Wanneer is de Verenigde Naties opgericht?

  1. In 1815 na de Napoleontische oorlogen.
  2. In 1919 na de Eerste Wereldoorlog.
  3. In 1945 na de Tweede Wereldoorlog.
  4. In 1989 na de Koude Oorlog.

Vraag 13

Een besluit van de Veiligheidsraad:

  1. Moet door alle leden van de Verenigde Naties worden uitgevoerd.
  2. Moet door alle leden van de Verenigde Naties worden uitgevoerd als het besluit door de Algemene Vergadering is bekrachtigd.
  3. Heeft alleen bindende werking als het besluit gebaseerd is op hoofdstuk 6 van het Handvest.
  4. Heeft geen verbindende werking.

Vraag 14

Ruritania en Utopia hebben een geschil over de precieze grens tussen beide staten.
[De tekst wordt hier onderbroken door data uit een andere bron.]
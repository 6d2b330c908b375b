//! `.storybook` reader

use std::io::Read;
use std::path::Path;

use tracing::{debug, trace, warn};

use crate::error::{Error, Field, Result};
use crate::io::{ByteSource, FileSource, MemorySource, SourceCursor};
use crate::story::{Page, Story};

use super::{MIN_PAGE_SIZE, zlib};

/// Read a `.storybook` file into a [`Story`].
pub fn read_story<P: AsRef<Path>>(path: P) -> Result<Story> {
    let source = FileSource::open(path)?;
    read_story_from_source(&source)
}

/// Read a story from any sequential reader.
///
/// The reader is drained to its end first; the decoder itself only ever
/// sees the bytes that were actually delivered.
pub fn read_story_from_reader<R: Read>(mut reader: R) -> Result<Story> {
    let mut data = Vec::new();
    reader.read_to_end(&mut data)?;
    decode(&data)
}

/// Decode an in-memory `.storybook` image.
pub fn decode(data: &[u8]) -> Result<Story> {
    read_story_from_source(&MemorySource::new(data))
}

/// Read a story from a random-access [`ByteSource`].
///
/// Nothing is returned unless every field decodes; there is no partially
/// populated result.
pub fn read_story_from_source(source: &dyn ByteSource) -> Result<Story> {
    let mut cursor = SourceCursor::new(source);

    let title = decode_text(cursor.read_until_nul(Field::Title)?, Field::Title);
    let author = decode_text(cursor.read_until_nul(Field::Author)?, Field::Author);
    let page_count = usize::from(cursor.read_u16_be(Field::PageCount)?);

    // Don't trust the count for the allocation: each page needs at least
    // MIN_PAGE_SIZE bytes.
    let plausible = usize::try_from(cursor.remaining() / MIN_PAGE_SIZE).unwrap_or(usize::MAX);
    let mut pages = Vec::with_capacity(page_count.min(plausible));

    for index in 0..page_count {
        pages.push(read_page(&mut cursor, index)?);
    }

    let trailing = cursor.remaining();
    if trailing > 0 {
        debug!(trailing, "ignoring bytes after last page");
    }
    debug!(title = %title, author = %author, pages = pages.len(), "decoded story");

    Ok(Story::from_parts(title, author, pages))
}

fn read_page(cursor: &mut SourceCursor<'_>, index: usize) -> Result<Page> {
    let choice1 = cursor.read_u16_be(Field::Choice1)?;
    let choice2 = cursor.read_u16_be(Field::Choice2)?;

    let image = read_compressed(cursor, index, Field::ImageLength, Field::Image)?;
    let text = read_compressed(cursor, index, Field::TextLength, Field::Text)?
        .map(|bytes| decode_text(bytes, Field::Text))
        .unwrap_or_default();

    trace!(
        index,
        choice1,
        choice2,
        image_len = image.as_ref().map(Vec::len),
        text_len = text.len(),
        "decoded page"
    );

    let mut page = Page::new(text).with_choices(choice1, choice2);
    if let Some(image) = image {
        page.set_image(image);
    }
    Ok(page)
}

/// A u32 length followed by that many bytes of zlib data. Length `0`
/// means the field is absent.
fn read_compressed(
    cursor: &mut SourceCursor<'_>,
    page: usize,
    length_field: Field,
    field: Field,
) -> Result<Option<Vec<u8>>> {
    let len = cursor.read_u32_be(length_field)?;
    if len == 0 {
        return Ok(None);
    }
    let compressed = cursor.read_exact(u64::from(len), field)?;
    zlib::decompress(&compressed)
        .map(Some)
        .map_err(|source| Error::DecompressionFailure {
            page,
            field,
            source,
        })
}

fn decode_text(bytes: Vec<u8>, field: Field) -> String {
    match String::from_utf8(bytes) {
        Ok(s) => s,
        Err(e) => {
            warn!(%field, "invalid UTF-8, replacing bad sequences");
            String::from_utf8_lossy(e.as_bytes()).into_owned()
        }
    }
}

#[cfg(test)]
mod tests {
    use super::*;

    fn header(title: &[u8], author: &[u8], pages: u16) -> Vec<u8> {
        let mut data = Vec::new();
        data.extend_from_slice(title);
        data.push(0);
        data.extend_from_slice(author);
        data.push(0);
        data.extend_from_slice(&pages.to_be_bytes());
        data
    }

    fn push_field(data: &mut Vec<u8>, payload: &[u8]) {
        let compressed = zlib::compress(payload, zlib::DEFAULT_LEVEL).unwrap();
        data.extend_from_slice(&(compressed.len() as u32).to_be_bytes());
        data.extend_from_slice(&compressed);
    }

    #[test]
    fn test_decode_empty_story() {
        let story = decode(&header(b"Cave", b"Ann", 0)).unwrap();
        assert_eq!(story.title(), "Cave");
        assert_eq!(story.author(), "Ann");
        assert!(story.is_empty());
    }

    #[test]
    fn test_decode_single_page() {
        let mut data = header(b"T", b"A", 1);
        data.extend_from_slice(&[0x00, 0x02, 0x01, 0x00]);
        push_field(&mut data, b"\x89PNG");
        push_field(&mut data, "caf\u{e9}".as_bytes());

        let story = decode(&data).unwrap();
        let page = story.page(0).unwrap();
        assert_eq!(page.choice1(), 2);
        assert_eq!(page.choice2(), 256);
        assert_eq!(page.image(), Some(&b"\x89PNG"[..]));
        assert_eq!(page.text(), "caf\u{e9}");
    }

    #[test]
    fn test_zero_length_text_is_empty_string() {
        let mut data = header(b"T", b"A", 1);
        data.extend_from_slice(&[0; 4]);
        data.extend_from_slice(&[0; 4]);
        data.extend_from_slice(&[0; 4]);

        let story = decode(&data).unwrap();
        let page = story.page(0).unwrap();
        assert_eq!(page.text(), "");
        assert!(!page.has_image());
    }

    #[test]
    fn test_missing_author_terminator() {
        let err = decode(b"Title\0Author").unwrap_err();
        assert!(matches!(
            err,
            Error::MalformedField {
                field: Field::Author
            }
        ));
    }

    #[test]
    fn test_missing_page_count() {
        let err = decode(b"T\0A\0\x00").unwrap_err();
        assert!(matches!(
            err,
            Error::TruncatedStream {
                field: Field::PageCount,
                offset: 4,
                needed: 2,
                available: 1
            }
        ));
    }

    #[test]
    fn test_declared_image_longer_than_stream() {
        let mut data = header(b"T", b"A", 1);
        data.extend_from_slice(&[0; 4]);
        data.extend_from_slice(&1000u32.to_be_bytes());
        data.extend_from_slice(&[0x78, 0x9c]);

        let err = decode(&data).unwrap_err();
        assert!(matches!(
            err,
            Error::TruncatedStream {
                field: Field::Image,
                needed: 1000,
                available: 2,
                ..
            }
        ));
    }

    #[test]
    fn test_fewer_pages_than_declared() {
        let mut data = header(b"T", b"A", 2);
        data.extend_from_slice(&[0; 4]);
        data.extend_from_slice(&[0; 4]);
        push_field(&mut data, b"one");

        let err = decode(&data).unwrap_err();
        assert!(matches!(
            err,
            Error::TruncatedStream {
                field: Field::Choice1,
                ..
            }
        ));
    }

    #[test]
    fn test_corrupt_text_payload() {
        let mut data = header(b"T", b"A", 1);
        data.extend_from_slice(&[0; 4]);
        data.extend_from_slice(&[0; 4]);
        data.extend_from_slice(&5u32.to_be_bytes());
        data.extend_from_slice(b"hello");

        match decode(&data).unwrap_err() {
            Error::DecompressionFailure { page, field, .. } => {
                assert_eq!(page, 0);
                assert_eq!(field, Field::Text);
            }
            other => panic!("expected decompression failure, got {other:?}"),
        }
    }

    #[test]
    fn test_invalid_utf8_is_replaced() {
        let story = decode(&header(b"Caf\xe9", b"A", 0)).unwrap();
        assert_eq!(story.title(), "Caf\u{fffd}");
    }

    #[test]
    fn test_trailing_bytes_are_ignored() {
        let mut data = header(b"T", b"A", 0);
        data.extend_from_slice(b"junk");
        assert!(decode(&data).unwrap().is_empty());
    }

    #[test]
    fn test_choice_past_end_decodes() {
        let mut data = header(b"T", b"A", 1);
        data.extend_from_slice(&[0xFF, 0xFF, 0x00, 0x09]);
        data.extend_from_slice(&[0; 4]);
        push_field(&mut data, b"");

        let story = decode(&data).unwrap();
        assert_eq!(story.page(0).unwrap().choice1(), u16::MAX);
        assert_eq!(story.dangling_choices().len(), 2);
    }

    #[test]
    fn test_read_from_reader() {
        let data = header(b"T", b"A", 0);
        let story = read_story_from_reader(std::io::Cursor::new(data)).unwrap();
        assert_eq!(story.title(), "T");
    }
}
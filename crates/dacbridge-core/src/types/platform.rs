//! Operating-system family and CPU architecture of the bridge.
//!
//! Both are plain values rather than `cfg` switches so that the platform
//! rules (library naming, which symbol format is tried first, how thread
//! contexts are captured) can be selected at run time and exercised in tests
//! on any build host.

use std::fmt;

/// Operating system the host debugger runs on
///
/// Windows is the *desktop* family: it has the legacy PDB binder, host module
/// names without extensions, and no per-thread-id context API. Linux and macOS
/// form the non-desktop family.
#[derive(Debug, Clone, Copy, PartialEq, Eq, Hash)]
pub enum Platform
{
    /// Windows debugger engine
    Windows,
    /// Linux, any distribution layout
    Linux,
    /// macOS
    MacOs,
}

impl Platform
{
    /// Platform of the running build.
    pub const fn current() -> Self
    {
        if cfg!(target_os = "windows") {
            Platform::Windows
        } else if cfg!(target_os = "macos") {
            Platform::MacOs
        } else {
            Platform::Linux
        }
    }

    /// `true` for the desktop family (Windows).
    pub const fn is_desktop(self) -> bool
    {
        matches!(self, Platform::Windows)
    }

    /// Platform file name of a shared library.
    ///
    /// ```rust
    /// use dacbridge_core::types::Platform;
    ///
    /// assert_eq!(Platform::Windows.library_name("mscordbi"), "mscordbi.dll");
    /// assert_eq!(Platform::Linux.library_name("mscordbi"), "libmscordbi.so");
    /// assert_eq!(Platform::MacOs.library_name("mscordbi"), "libmscordbi.dylib");
    /// ```
    pub fn library_name(self, stem: &str) -> String
    {
        match self {
            Platform::Windows => format!("{stem}.dll"),
            Platform::Linux => format!("lib{stem}.so"),
            Platform::MacOs => format!("lib{stem}.dylib"),
        }
    }

    /// Name under which the host's module table lists the runtime.
    ///
    /// The Windows engine strips extensions from module names; the other
    /// hosts use the file name.
    pub fn runtime_module_name(self) -> String
    {
        if self.is_desktop() {
            RUNTIME_LIBRARY_STEM.to_string()
        } else {
            self.library_name(RUNTIME_LIBRARY_STEM)
        }
    }

    /// File name of the runtime library (`coreclr.dll`, `libcoreclr.so`, ...).
    pub fn runtime_library_name(self) -> String
    {
        self.library_name(RUNTIME_LIBRARY_STEM)
    }

    /// Separator used in the runtime's path-list start properties.
    pub const fn path_list_separator(self) -> char
    {
        match self {
            Platform::Windows => ';',
            Platform::Linux | Platform::MacOs => ':',
        }
    }
}

impl fmt::Display for Platform
{
    fn fmt(&self, f: &mut fmt::Formatter<'_>) -> fmt::Result
    {
        match self {
            Platform::Windows => write!(f, "windows"),
            Platform::Linux => write!(f, "linux"),
            Platform::MacOs => write!(f, "macos"),
        }
    }
}

/// Stem of the runtime library's file name.
pub const RUNTIME_LIBRARY_STEM: &str = "coreclr";

/// CPU architecture of the inspected target
///
/// The bridge is built per target architecture, so this mostly decides the
/// pointer size reported to the data access component.
#[derive(Debug, Clone, Copy, PartialEq, Eq, Hash)]
pub enum Architecture
{
    /// 64-bit x86 (AMD64)
    X86_64,
    /// 64-bit ARM
    Arm64,
    /// 32-bit x86
    X86,
    /// 32-bit ARM
    Arm,
}

impl Architecture
{
    /// Get the architecture of the running bridge binary
    ///
    /// Unknown architectures fall back to `X86_64`, the only layout every
    /// supported host can read.
    pub const fn current() -> Self
    {
        if cfg!(target_arch = "aarch64") {
            Architecture::Arm64
        } else if cfg!(target_arch = "x86") {
            Architecture::X86
        } else if cfg!(target_arch = "arm") {
            Architecture::Arm
        } else {
            Architecture::X86_64
        }
    }

    /// Size of a pointer in bytes for this architecture.
    #[must_use]
    pub const fn pointer_size_bytes(self) -> u32
    {
        match self {
            Architecture::X86_64 | Architecture::Arm64 => 8,
            Architecture::X86 | Architecture::Arm => 4,
        }
    }
}

impl fmt::Display for Architecture
{
    fn fmt(&self, f: &mut fmt::Formatter<'_>) -> fmt::Result
    {
        match self {
            Architecture::X86_64 => write!(f, "x86_64"),
            Architecture::Arm64 => write!(f, "arm64"),
            Architecture::X86 => write!(f, "x86"),
            Architecture::Arm => write!(f, "arm"),
        }
    }
}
Als de Utopiaanse staatstelevisie een documentaire uitzendt waarin wordt beweerd dat de president van Ruritania corrupt is, escaleert de situatie. De president van Ruritania besluit dat oorlog het enige antwoord is en valt Utopia binnen. Ruritania en Utopia zijn geen lid van de Verenigde Naties (VN). Welk alternatief is juist?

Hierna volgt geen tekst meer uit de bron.